* PROBLEM STATEMENT *
Go through the entries below and pick out every line with "iter".

* PROVIDED DATA *
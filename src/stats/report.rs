//! Report Engine
//! Listing, endpoint difference and column average over a selected table.

use crate::data::{Table, DATE_COLUMN};
use statrs::statistics::Statistics;
use std::fmt;
use thiserror::Error;

pub const DIFFERENCE_LABEL: &str = "Difference";
pub const AVERAGE_LABEL: &str = "Average";

#[derive(Error, Debug, Clone, PartialEq, Eq)]
pub enum ReportError {
    #[error("Cannot summarize an empty table")]
    EmptyTable,
}

/// Menu choice on the operation prompt.
#[derive(Debug, Clone, Copy, PartialEq, Eq)]
pub enum Operation {
    /// 1. Show all data in selected date range
    Listing,
    /// 2. Start to end date market difference
    Difference,
    /// 3. Average start to end date market
    Average,
}

impl Operation {
    pub fn from_choice(choice: &str) -> Option<Self> {
        match choice.trim() {
            "1" => Some(Operation::Listing),
            "2" => Some(Operation::Difference),
            "3" => Some(Operation::Average),
            _ => None,
        }
    }
}

/// A single derived row whose date is replaced by a label.
#[derive(Debug, Clone, PartialEq)]
pub struct SummaryRow {
    pub label: String,
    pub columns: Vec<String>,
    pub values: Vec<Option<f64>>,
}

impl SummaryRow {
    pub fn get(&self, column: &str) -> Option<f64> {
        self.columns
            .iter()
            .position(|c| c == column)
            .and_then(|i| self.values.get(i).copied().flatten())
    }
}

fn format_value(value: Option<f64>) -> String {
    match value {
        Some(v) => {
            let text = format!("{:.4}", v);
            text.trim_end_matches('0').trim_end_matches('.').to_string()
        }
        None => "NaN".to_string(),
    }
}

impl fmt::Display for SummaryRow {
    /// Two aligned lines, header then values, like a one-row frame.
    fn fmt(&self, f: &mut fmt::Formatter<'_>) -> fmt::Result {
        let mut header = vec![DATE_COLUMN.to_string()];
        header.extend(self.columns.iter().cloned());
        let mut cells = vec![self.label.clone()];
        cells.extend(self.values.iter().map(|v| format_value(*v)));

        let widths: Vec<usize> = header
            .iter()
            .zip(&cells)
            .map(|(h, c)| h.len().max(c.len()))
            .collect();

        let line = |items: &[String]| {
            items
                .iter()
                .zip(&widths)
                .map(|(item, w)| format!("{:>w$}", item, w = *w))
                .collect::<Vec<_>>()
                .join("  ")
        };

        writeln!(f, "{}", line(&header))?;
        write!(f, "{}", line(&cells))
    }
}

/// Result of one operation.
#[derive(Debug, Clone, PartialEq)]
pub enum Report {
    Listing(Table),
    Summary(SummaryRow),
}

/// Pure report operations; inputs are never modified.
pub struct ReportEngine;

impl ReportEngine {
    pub fn run(operation: Operation, table: &Table) -> Result<Report, ReportError> {
        match operation {
            Operation::Listing => Ok(Report::Listing(Self::listing(table))),
            Operation::Difference => Self::endpoint_difference(table).map(Report::Summary),
            Operation::Average => Self::column_average(table).map(Report::Summary),
        }
    }

    pub fn listing(table: &Table) -> Table {
        table.clone()
    }

    /// Last row minus first row for every non-date column. A cell that is
    /// not a number on either side gives a missing result.
    pub fn endpoint_difference(table: &Table) -> Result<SummaryRow, ReportError> {
        let (first, last) = match (table.first(), table.last()) {
            (Some(first), Some(last)) => (first, last),
            _ => return Err(ReportError::EmptyTable),
        };

        let values = first
            .cells
            .iter()
            .zip(&last.cells)
            .map(|(start, end)| Some(end.value? - start.value?))
            .collect();

        Ok(SummaryRow {
            label: DIFFERENCE_LABEL.to_string(),
            columns: table.columns().to_vec(),
            values,
        })
    }

    /// Mean of every numeric column, skipping missing cells. Columns with
    /// any non-numeric text are left out of the result.
    pub fn column_average(table: &Table) -> Result<SummaryRow, ReportError> {
        if table.is_empty() {
            return Err(ReportError::EmptyTable);
        }

        let mut columns = Vec::new();
        let mut values = Vec::new();
        for (i, name) in table.columns().iter().enumerate() {
            if !table.is_numeric_column(i) {
                log::debug!("column '{}' is not numeric, excluded from average", name);
                continue;
            }

            let present: Vec<f64> = table.column_values(i).flatten().collect();
            let mean = if present.is_empty() {
                None
            } else {
                Some(present.iter().mean())
            };

            columns.push(name.clone());
            values.push(mean);
        }

        Ok(SummaryRow {
            label: AVERAGE_LABEL.to_string(),
            columns,
            values,
        })
    }
}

* TASK RESPONSE *
            .iter()
        header.extend(self.columns.iter().cloned());
        cells.extend(self.values.iter().map(|v| format_value(*v)));
            .iter()
                .iter()
            .iter()
        for (i, name) in table.columns().iter().enumerate() {
                Some(present.iter().mean())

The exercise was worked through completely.